For some of the companies, though, it's much easier to grasp why they
matter.

Take, for instance, a company called Volterra, originally funded by
Kevin Compton, one of Khosla's partners at Kleiner Perkins. In 1996,
a group of researchers from the University of California-Berkeley
figured out a way to change how power was managed inside computers.
To a non-techie, that can sound like a big, "So what?"

     Related item

But until Volterra came around, that power was regulated and moved
around by individual components, such as tiny coils. Those components
took up space, which meant computers had to be big enough to house
them. While other computer parts have been getting ever smaller, the
power regulators got in the way of further shrinking the size of
computers.

Volterra used software and clever engineering to put all that power
management onto silicon chips, getting rid of the need for coils and
such. The chips can more easily be made smaller and cheaper, so
laptops can get thinner and Pocket PCs can fit in smaller pockets.

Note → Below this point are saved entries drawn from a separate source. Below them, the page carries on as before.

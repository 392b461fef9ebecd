//! Phase timer state machine.
//!
//! The timer holds the only timing truth for a run: which phase is active,
//! when it started, and the exercise/round counters. Remaining time is
//! always recomputed from the clock, never decremented per tick, so it is
//! correct no matter how irregularly `advance` is called.
//!
//! ```text
//! WarmUp ──► Work ──► Rest ──► Work ──► ... ──► Work ──► Complete
//!                │                        ▲
//!                └── last exercise ──► RoundReset (round += 1)
//! ```

use crate::{Phase, PhaseState, WorkoutConfig};

/// Outcome of a phase expiring
#[derive(Clone, Copy, Debug, PartialEq, Eq)]
pub enum Transition {
    /// A new phase began; `time_remaining` is its full duration
    Entered(PhaseState),
    /// The final work phase ended at `finished_at_ms`
    Complete { finished_at_ms: u64 },
}

#[derive(Clone, Debug)]
pub struct PhaseTimer {
    config: WorkoutConfig,
    phase: Phase,
    current_exercise: u32,
    current_round: u32,
    phase_started_at: u64,
    complete: bool,
}

impl PhaseTimer {
    /// Begin in warm-up at `now_ms`
    pub fn new(config: WorkoutConfig, now_ms: u64) -> Self {
        Self {
            config,
            phase: Phase::WarmUp,
            current_exercise: 1,
            current_round: 1,
            phase_started_at: now_ms,
            complete: false,
        }
    }

    pub fn config(&self) -> &WorkoutConfig {
        &self.config
    }

    pub fn phase(&self) -> Phase {
        self.phase
    }

    pub fn current_exercise(&self) -> u32 {
        self.current_exercise
    }

    pub fn current_round(&self) -> u32 {
        self.current_round
    }

    pub fn is_complete(&self) -> bool {
        self.complete
    }

    pub fn phase_started_at(&self) -> u64 {
        self.phase_started_at
    }

    fn phase_duration_ms(&self) -> u64 {
        u64::from(self.config.phase_duration(self.phase)) * 1000
    }

    /// Instant at which the current phase runs out
    pub fn deadline(&self) -> u64 {
        self.phase_started_at + self.phase_duration_ms()
    }

    /// Whole seconds left in the current phase as seen at `now_ms`.
    ///
    /// A timestamp earlier than the phase start counts as zero elapsed.
    pub fn remaining_at(&self, now_ms: u64) -> u32 {
        let elapsed_secs = now_ms.saturating_sub(self.phase_started_at) / 1000;
        let duration = u64::from(self.config.phase_duration(self.phase));
        // bounded by the u32 duration
        duration.saturating_sub(elapsed_secs) as u32
    }

    /// Current position as seen at `now_ms`
    pub fn state_at(&self, now_ms: u64) -> PhaseState {
        PhaseState {
            phase: self.phase,
            time_remaining: self.remaining_at(now_ms),
            current_exercise: self.current_exercise,
            current_round: self.current_round,
        }
    }

    /// Move the phase start forward, e.g. by the length of a pause
    pub fn shift(&mut self, delta_ms: u64) {
        self.phase_started_at = self.phase_started_at.saturating_add(delta_ms);
    }

    /// Apply every transition that is due at `now_ms`.
    ///
    /// Each new phase starts at the previous phase's deadline, so a long gap
    /// between calls lands in the same place a steady tick would have. Zero
    /// length phases are passed through in the same call.
    pub fn advance(&mut self, now_ms: u64) -> Vec<Transition> {
        let mut transitions = Vec::new();

        while !self.complete && now_ms >= self.deadline() {
            let ended_at = self.deadline();
            match self.next_phase() {
                Some(next) => {
                    self.enter(next, ended_at);
                    transitions.push(Transition::Entered(PhaseState {
                        phase: self.phase,
                        time_remaining: self.config.phase_duration(self.phase),
                        current_exercise: self.current_exercise,
                        current_round: self.current_round,
                    }));
                }
                None => {
                    self.complete = true;
                    transitions.push(Transition::Complete {
                        finished_at_ms: ended_at,
                    });
                }
            }
        }

        transitions
    }

    /// Transition table; `None` means the workout is over
    fn next_phase(&self) -> Option<Phase> {
        let last_exercise = self.current_exercise == self.config.exercises;
        let last_round = self.current_round == self.config.rounds;

        match self.phase {
            Phase::WarmUp => Some(Phase::Work),
            Phase::Work if last_exercise && last_round => None,
            Phase::Work if last_exercise => Some(Phase::RoundReset),
            Phase::Work => Some(Phase::Rest),
            Phase::Rest | Phase::RoundReset => Some(Phase::Work),
        }
    }

    fn enter(&mut self, next: Phase, started_at: u64) {
        match (self.phase, next) {
            (Phase::Rest, Phase::Work) => self.current_exercise += 1,
            (Phase::RoundReset, Phase::Work) => {
                self.current_round += 1;
                self.current_exercise = 1;
            }
            _ => {}
        }

        tracing::debug!(
            "Phase {} -> {} (exercise {}/{}, round {}/{})",
            self.phase,
            next,
            self.current_exercise,
            self.config.exercises,
            self.current_round,
            self.config.rounds
        );

        self.phase = next;
        self.phase_started_at = started_at;
    }
}

#[cfg(test)]
mod tests {
    use super::*;

    fn config(work: u32, rest: u32, exercises: u32, rounds: u32, reset: u32, warm: u32) -> WorkoutConfig {
        WorkoutConfig {
            work_time: work,
            rest_time: rest,
            exercises,
            rounds,
            round_reset: reset,
            warm_up_time: warm,
        }
    }

    fn entered(transitions: &[Transition]) -> Vec<(Phase, u32, u32)> {
        transitions
            .iter()
            .filter_map(|t| match t {
                Transition::Entered(s) => Some((s.phase, s.current_exercise, s.current_round)),
                Transition::Complete { .. } => None,
            })
            .collect()
    }

    #[test]
    fn test_initial_state() {
        let timer = PhaseTimer::new(config(20, 10, 5, 2, 10, 10), 0);
        let state = timer.state_at(0);

        assert_eq!(state.phase, Phase::WarmUp);
        assert_eq!(state.time_remaining, 10);
        assert_eq!(state.current_exercise, 1);
        assert_eq!(state.current_round, 1);
    }

    #[test]
    fn test_remaining_uses_whole_elapsed_seconds() {
        let timer = PhaseTimer::new(config(20, 10, 5, 2, 10, 10), 1_000);

        assert_eq!(timer.remaining_at(1_999), 10);
        assert_eq!(timer.remaining_at(2_000), 9);
        assert_eq!(timer.remaining_at(10_999), 1);
        assert_eq!(timer.remaining_at(11_000), 0);
        assert_eq!(timer.remaining_at(60_000), 0);
    }

    #[test]
    fn test_clock_before_phase_start_counts_as_zero_elapsed() {
        let timer = PhaseTimer::new(config(20, 10, 5, 2, 10, 10), 5_000);
        assert_eq!(timer.remaining_at(1_000), 10);
    }

    #[test]
    fn test_warm_up_leads_to_work() {
        let mut timer = PhaseTimer::new(config(20, 10, 5, 2, 10, 3), 0);

        assert!(timer.advance(2_999).is_empty());
        let transitions = timer.advance(3_000);
        assert_eq!(entered(&transitions), vec![(Phase::Work, 1, 1)]);
        assert_eq!(timer.remaining_at(3_000), 20);
    }

    #[test]
    fn test_single_round_skips_round_reset() {
        let mut timer = PhaseTimer::new(config(1, 1, 2, 1, 5, 0), 0);
        let transitions = timer.advance(10_000);

        assert_eq!(
            entered(&transitions),
            vec![(Phase::Work, 1, 1), (Phase::Rest, 1, 1), (Phase::Work, 2, 1)]
        );
        assert_eq!(
            transitions.last(),
            Some(&Transition::Complete { finished_at_ms: 3_000 })
        );
        assert!(timer.is_complete());
    }

    #[test]
    fn test_last_exercise_of_round_takes_round_reset() {
        let mut timer = PhaseTimer::new(config(1, 1, 1, 2, 3, 0), 0);
        let transitions = timer.advance(100_000);

        assert_eq!(
            entered(&transitions),
            vec![(Phase::Work, 1, 1), (Phase::RoundReset, 1, 1), (Phase::Work, 1, 2)]
        );
        assert_eq!(
            transitions.last(),
            Some(&Transition::Complete { finished_at_ms: 5_000 })
        );
    }

    #[test]
    fn test_round_reset_resets_exercise_counter() {
        let mut timer = PhaseTimer::new(config(2, 1, 2, 2, 4, 0), 0);
        // work 0-2, rest 2-3, work 3-5, reset 5-9, work 9-11
        timer.advance(9_000);

        assert_eq!(timer.phase(), Phase::Work);
        assert_eq!(timer.current_exercise(), 1);
        assert_eq!(timer.current_round(), 2);
    }

    #[test]
    fn test_one_transition_at_a_time_when_ticked_steadily() {
        let mut timer = PhaseTimer::new(config(2, 1, 2, 1, 0, 1), 0);

        assert_eq!(entered(&timer.advance(1_000)), vec![(Phase::Work, 1, 1)]);
        assert!(timer.advance(2_500).is_empty());
        assert_eq!(entered(&timer.advance(3_000)), vec![(Phase::Rest, 1, 1)]);
        assert_eq!(entered(&timer.advance(4_000)), vec![(Phase::Work, 2, 1)]);
        assert_eq!(
            timer.advance(6_000),
            vec![Transition::Complete { finished_at_ms: 6_000 }]
        );
        assert!(timer.advance(60_000).is_empty());
    }

    #[test]
    fn test_shift_preserves_remaining() {
        let mut timer = PhaseTimer::new(config(20, 10, 5, 2, 10, 10), 0);
        assert_eq!(timer.remaining_at(4_000), 6);

        timer.shift(100_000);
        assert_eq!(timer.remaining_at(104_000), 6);
    }

    #[test]
    fn test_work_phase_count_matches_exercises_times_rounds() {
        for exercises in 1..=4 {
            for rounds in 1..=3 {
                let mut timer = PhaseTimer::new(config(3, 2, exercises, rounds, 1, 2), 0);
                let transitions = timer.advance(u64::MAX / 2);
                let work_count = entered(&transitions)
                    .iter()
                    .filter(|(phase, _, _)| *phase == Phase::Work)
                    .count();

                assert_eq!(work_count as u32, exercises * rounds);
                assert!(timer.is_complete());
            }
        }
    }
}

Volterra is still a private company and, Compton says, is doing well
despite the economy. "They've ridden through the ups and downs and
never changed," he says.

Another example is KnowNow. Adam Rifkin founded KnowNow based on his
doctoral research at the California Institute of Technology. Though
the technology is far from simple, a way to explain it is that it
creates an open channel through the Internet between your browser and
a server.

Before KnowNow, the only way to see any new information posted on a
server was to hit your browser's refresh button. KnowNow's open
channel allows new information on the server to automatically flow to
your browser.

Why would that matter? Inside a company, a number of people could
have a spreadsheet open, and any time one person changed a number,
the change would flow to the other spreadsheets. KnowNow is being
used in PCs on factory floors. So, as orders change on the server,
the factory PCs are automatically updated.

Like many of the deep tech companies funded during the industry's
bust, KnowNow remains private, small and focused on technology that
has a clear benefit but is hard to do.

* Disruptive communications. The telecommunications industry is in
the pits. But out on the fringes, in places where big telecom
companies dare not tread, start-ups are working on technology that
could radically alter communications five or 10 years out.